» Work instructions
Lines holding the string "AutonomousProposal" are the ones to copy from this listing.

» Supplied data

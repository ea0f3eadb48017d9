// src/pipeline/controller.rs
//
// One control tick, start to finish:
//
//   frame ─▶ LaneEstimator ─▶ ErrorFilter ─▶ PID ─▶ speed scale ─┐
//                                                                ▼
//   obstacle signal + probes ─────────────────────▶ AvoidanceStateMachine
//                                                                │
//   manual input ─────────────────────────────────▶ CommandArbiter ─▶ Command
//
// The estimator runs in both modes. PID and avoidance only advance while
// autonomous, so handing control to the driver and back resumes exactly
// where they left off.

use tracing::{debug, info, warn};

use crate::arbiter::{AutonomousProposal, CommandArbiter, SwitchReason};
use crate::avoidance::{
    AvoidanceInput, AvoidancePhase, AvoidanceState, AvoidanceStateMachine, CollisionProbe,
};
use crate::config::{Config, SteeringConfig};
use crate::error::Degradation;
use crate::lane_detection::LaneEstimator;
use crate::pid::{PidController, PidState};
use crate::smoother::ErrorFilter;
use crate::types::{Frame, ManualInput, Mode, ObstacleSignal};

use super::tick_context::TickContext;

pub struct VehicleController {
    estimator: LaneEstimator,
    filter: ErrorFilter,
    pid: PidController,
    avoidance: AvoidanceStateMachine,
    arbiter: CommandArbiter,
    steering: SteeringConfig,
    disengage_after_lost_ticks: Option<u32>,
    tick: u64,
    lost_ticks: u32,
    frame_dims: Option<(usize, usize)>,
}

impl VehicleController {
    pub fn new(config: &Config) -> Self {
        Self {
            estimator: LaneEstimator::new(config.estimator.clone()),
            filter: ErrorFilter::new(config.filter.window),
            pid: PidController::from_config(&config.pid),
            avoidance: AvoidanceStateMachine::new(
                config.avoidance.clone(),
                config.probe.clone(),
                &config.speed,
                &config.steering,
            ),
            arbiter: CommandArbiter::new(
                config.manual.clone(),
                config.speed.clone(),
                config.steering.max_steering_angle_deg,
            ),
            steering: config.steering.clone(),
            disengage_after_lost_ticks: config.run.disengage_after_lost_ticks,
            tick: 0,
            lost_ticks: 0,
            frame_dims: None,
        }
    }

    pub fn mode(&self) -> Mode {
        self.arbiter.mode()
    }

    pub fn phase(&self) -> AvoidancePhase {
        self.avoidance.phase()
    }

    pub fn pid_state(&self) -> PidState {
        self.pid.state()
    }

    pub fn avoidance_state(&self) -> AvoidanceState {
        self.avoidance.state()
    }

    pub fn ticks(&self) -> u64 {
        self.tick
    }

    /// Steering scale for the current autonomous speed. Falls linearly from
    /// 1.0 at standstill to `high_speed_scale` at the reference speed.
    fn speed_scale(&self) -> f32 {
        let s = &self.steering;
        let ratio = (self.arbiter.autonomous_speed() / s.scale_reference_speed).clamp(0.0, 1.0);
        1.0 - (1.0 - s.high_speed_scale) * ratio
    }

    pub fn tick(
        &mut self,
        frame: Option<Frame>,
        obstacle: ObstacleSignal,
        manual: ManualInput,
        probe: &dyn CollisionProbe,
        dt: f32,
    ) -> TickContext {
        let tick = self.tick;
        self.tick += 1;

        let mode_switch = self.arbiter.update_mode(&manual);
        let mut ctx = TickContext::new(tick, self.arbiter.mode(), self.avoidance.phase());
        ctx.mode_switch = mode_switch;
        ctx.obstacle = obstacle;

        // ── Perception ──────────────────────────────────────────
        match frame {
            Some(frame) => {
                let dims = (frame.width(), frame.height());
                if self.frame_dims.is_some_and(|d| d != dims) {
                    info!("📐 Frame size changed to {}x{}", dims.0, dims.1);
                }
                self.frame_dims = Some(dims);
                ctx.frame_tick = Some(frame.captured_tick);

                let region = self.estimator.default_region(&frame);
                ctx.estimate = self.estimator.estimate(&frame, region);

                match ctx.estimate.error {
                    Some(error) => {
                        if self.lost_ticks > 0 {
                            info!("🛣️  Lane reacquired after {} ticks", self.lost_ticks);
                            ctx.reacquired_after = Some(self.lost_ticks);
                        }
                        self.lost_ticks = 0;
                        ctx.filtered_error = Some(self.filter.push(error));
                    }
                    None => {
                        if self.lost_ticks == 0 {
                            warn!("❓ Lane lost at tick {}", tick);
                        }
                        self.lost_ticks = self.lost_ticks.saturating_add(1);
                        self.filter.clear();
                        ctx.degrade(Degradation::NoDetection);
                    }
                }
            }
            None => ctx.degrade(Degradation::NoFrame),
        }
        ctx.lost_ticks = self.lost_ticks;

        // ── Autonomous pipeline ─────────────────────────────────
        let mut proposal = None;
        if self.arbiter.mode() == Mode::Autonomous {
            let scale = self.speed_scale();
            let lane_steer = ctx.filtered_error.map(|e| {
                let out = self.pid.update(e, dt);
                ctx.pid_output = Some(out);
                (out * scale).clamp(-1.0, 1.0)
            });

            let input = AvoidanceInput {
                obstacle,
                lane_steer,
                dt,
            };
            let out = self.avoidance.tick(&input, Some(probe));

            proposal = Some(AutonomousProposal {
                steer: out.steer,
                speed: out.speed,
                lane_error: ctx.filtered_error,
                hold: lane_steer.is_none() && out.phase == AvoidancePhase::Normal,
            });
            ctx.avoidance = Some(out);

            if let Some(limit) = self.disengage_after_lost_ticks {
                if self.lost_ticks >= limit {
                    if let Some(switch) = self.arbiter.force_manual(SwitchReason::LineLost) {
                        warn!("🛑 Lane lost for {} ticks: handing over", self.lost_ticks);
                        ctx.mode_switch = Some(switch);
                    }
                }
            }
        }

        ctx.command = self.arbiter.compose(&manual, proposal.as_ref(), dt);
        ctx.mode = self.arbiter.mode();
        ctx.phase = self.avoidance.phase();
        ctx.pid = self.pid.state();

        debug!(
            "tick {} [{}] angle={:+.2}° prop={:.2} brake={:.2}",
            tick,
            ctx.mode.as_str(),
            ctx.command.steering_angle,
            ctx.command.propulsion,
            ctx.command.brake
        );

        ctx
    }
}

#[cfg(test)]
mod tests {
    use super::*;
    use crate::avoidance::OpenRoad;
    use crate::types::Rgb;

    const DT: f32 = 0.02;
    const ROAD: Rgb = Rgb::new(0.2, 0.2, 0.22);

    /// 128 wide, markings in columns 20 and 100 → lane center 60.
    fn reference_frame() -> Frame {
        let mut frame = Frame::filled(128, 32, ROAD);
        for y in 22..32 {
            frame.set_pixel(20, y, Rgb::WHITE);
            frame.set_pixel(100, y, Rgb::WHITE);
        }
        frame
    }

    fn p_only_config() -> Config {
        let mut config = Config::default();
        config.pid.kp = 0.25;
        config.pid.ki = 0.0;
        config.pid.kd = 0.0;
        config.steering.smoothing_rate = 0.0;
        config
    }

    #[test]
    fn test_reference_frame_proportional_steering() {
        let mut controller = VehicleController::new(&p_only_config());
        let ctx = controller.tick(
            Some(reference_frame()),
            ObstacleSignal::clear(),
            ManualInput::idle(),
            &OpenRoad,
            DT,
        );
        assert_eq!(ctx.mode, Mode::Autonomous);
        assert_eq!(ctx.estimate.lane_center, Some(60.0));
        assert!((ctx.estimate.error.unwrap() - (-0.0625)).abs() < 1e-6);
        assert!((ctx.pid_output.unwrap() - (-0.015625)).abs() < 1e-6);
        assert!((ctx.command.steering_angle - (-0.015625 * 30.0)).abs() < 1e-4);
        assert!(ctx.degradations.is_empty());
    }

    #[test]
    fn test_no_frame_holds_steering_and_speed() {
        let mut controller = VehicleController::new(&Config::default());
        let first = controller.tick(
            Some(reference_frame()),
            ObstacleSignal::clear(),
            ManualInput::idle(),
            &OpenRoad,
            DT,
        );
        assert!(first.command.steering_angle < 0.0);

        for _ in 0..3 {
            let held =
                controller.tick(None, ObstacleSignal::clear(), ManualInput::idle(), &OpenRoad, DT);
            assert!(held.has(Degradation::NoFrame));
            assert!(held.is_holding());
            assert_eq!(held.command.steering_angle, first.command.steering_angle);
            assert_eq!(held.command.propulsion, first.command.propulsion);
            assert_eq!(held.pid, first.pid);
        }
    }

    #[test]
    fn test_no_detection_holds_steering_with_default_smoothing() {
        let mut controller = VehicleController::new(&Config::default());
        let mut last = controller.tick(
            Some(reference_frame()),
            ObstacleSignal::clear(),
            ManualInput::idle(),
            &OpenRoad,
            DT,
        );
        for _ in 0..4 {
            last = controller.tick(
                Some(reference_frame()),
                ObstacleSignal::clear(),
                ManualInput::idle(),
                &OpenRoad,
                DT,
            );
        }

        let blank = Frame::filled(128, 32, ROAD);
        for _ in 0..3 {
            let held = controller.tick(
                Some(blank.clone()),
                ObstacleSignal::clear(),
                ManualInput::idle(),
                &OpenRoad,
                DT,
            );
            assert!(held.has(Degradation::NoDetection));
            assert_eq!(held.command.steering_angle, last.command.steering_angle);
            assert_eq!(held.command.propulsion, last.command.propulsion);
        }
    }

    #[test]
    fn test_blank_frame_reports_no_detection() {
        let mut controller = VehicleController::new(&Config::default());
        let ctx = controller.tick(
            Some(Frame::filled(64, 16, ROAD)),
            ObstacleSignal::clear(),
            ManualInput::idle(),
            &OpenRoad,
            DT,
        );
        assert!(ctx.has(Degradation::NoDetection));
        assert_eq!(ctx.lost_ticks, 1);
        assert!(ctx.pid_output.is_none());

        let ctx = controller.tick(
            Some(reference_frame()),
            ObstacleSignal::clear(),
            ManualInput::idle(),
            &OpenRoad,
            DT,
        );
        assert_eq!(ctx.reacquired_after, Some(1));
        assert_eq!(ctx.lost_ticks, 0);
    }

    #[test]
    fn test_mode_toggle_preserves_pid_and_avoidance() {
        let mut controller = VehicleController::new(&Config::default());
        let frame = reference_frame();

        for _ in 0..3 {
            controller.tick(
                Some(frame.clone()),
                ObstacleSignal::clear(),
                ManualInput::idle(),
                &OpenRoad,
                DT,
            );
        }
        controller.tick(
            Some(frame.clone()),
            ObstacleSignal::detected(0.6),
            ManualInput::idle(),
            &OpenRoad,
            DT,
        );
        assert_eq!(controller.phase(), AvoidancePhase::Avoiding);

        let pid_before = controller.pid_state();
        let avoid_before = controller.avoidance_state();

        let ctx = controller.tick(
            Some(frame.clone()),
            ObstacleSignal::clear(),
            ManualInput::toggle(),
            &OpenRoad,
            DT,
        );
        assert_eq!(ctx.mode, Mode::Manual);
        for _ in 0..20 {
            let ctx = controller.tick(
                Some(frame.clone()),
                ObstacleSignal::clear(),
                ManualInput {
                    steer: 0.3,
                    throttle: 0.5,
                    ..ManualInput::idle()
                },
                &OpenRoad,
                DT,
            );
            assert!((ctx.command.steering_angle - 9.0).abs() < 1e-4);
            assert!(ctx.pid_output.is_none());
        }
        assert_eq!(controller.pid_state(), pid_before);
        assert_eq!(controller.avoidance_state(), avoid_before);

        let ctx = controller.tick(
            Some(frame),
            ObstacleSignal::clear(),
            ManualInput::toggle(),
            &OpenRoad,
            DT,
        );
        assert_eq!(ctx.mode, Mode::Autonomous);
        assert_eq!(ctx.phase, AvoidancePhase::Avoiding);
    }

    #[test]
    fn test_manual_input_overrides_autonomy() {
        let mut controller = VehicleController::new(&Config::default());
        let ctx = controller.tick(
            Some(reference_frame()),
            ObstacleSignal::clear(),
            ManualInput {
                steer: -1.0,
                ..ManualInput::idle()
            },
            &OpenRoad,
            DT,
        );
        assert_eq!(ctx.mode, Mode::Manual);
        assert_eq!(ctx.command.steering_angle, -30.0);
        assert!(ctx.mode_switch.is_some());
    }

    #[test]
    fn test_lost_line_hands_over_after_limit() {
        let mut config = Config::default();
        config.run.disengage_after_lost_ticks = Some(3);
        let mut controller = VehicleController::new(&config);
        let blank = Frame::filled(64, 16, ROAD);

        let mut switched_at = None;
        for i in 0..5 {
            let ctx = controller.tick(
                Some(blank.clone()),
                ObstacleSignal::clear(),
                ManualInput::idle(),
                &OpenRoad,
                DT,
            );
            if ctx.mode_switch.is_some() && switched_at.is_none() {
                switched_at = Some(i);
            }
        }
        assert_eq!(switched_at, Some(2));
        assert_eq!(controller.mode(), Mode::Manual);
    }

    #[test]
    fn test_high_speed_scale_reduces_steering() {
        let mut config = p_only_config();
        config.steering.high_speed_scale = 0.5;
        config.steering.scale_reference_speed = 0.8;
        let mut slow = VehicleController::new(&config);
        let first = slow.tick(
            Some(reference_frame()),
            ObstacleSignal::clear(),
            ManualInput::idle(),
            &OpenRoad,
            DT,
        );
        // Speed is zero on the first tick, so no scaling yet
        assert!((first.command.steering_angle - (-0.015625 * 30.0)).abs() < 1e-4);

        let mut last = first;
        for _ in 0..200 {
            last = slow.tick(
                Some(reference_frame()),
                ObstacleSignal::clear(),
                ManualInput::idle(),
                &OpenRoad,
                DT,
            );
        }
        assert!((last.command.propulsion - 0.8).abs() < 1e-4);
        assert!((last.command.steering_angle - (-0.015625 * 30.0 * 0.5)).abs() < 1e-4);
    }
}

» Exercise answer
use crate::arbiter::{AutonomousProposal, CommandArbiter, SwitchReason};
            proposal = Some(AutonomousProposal {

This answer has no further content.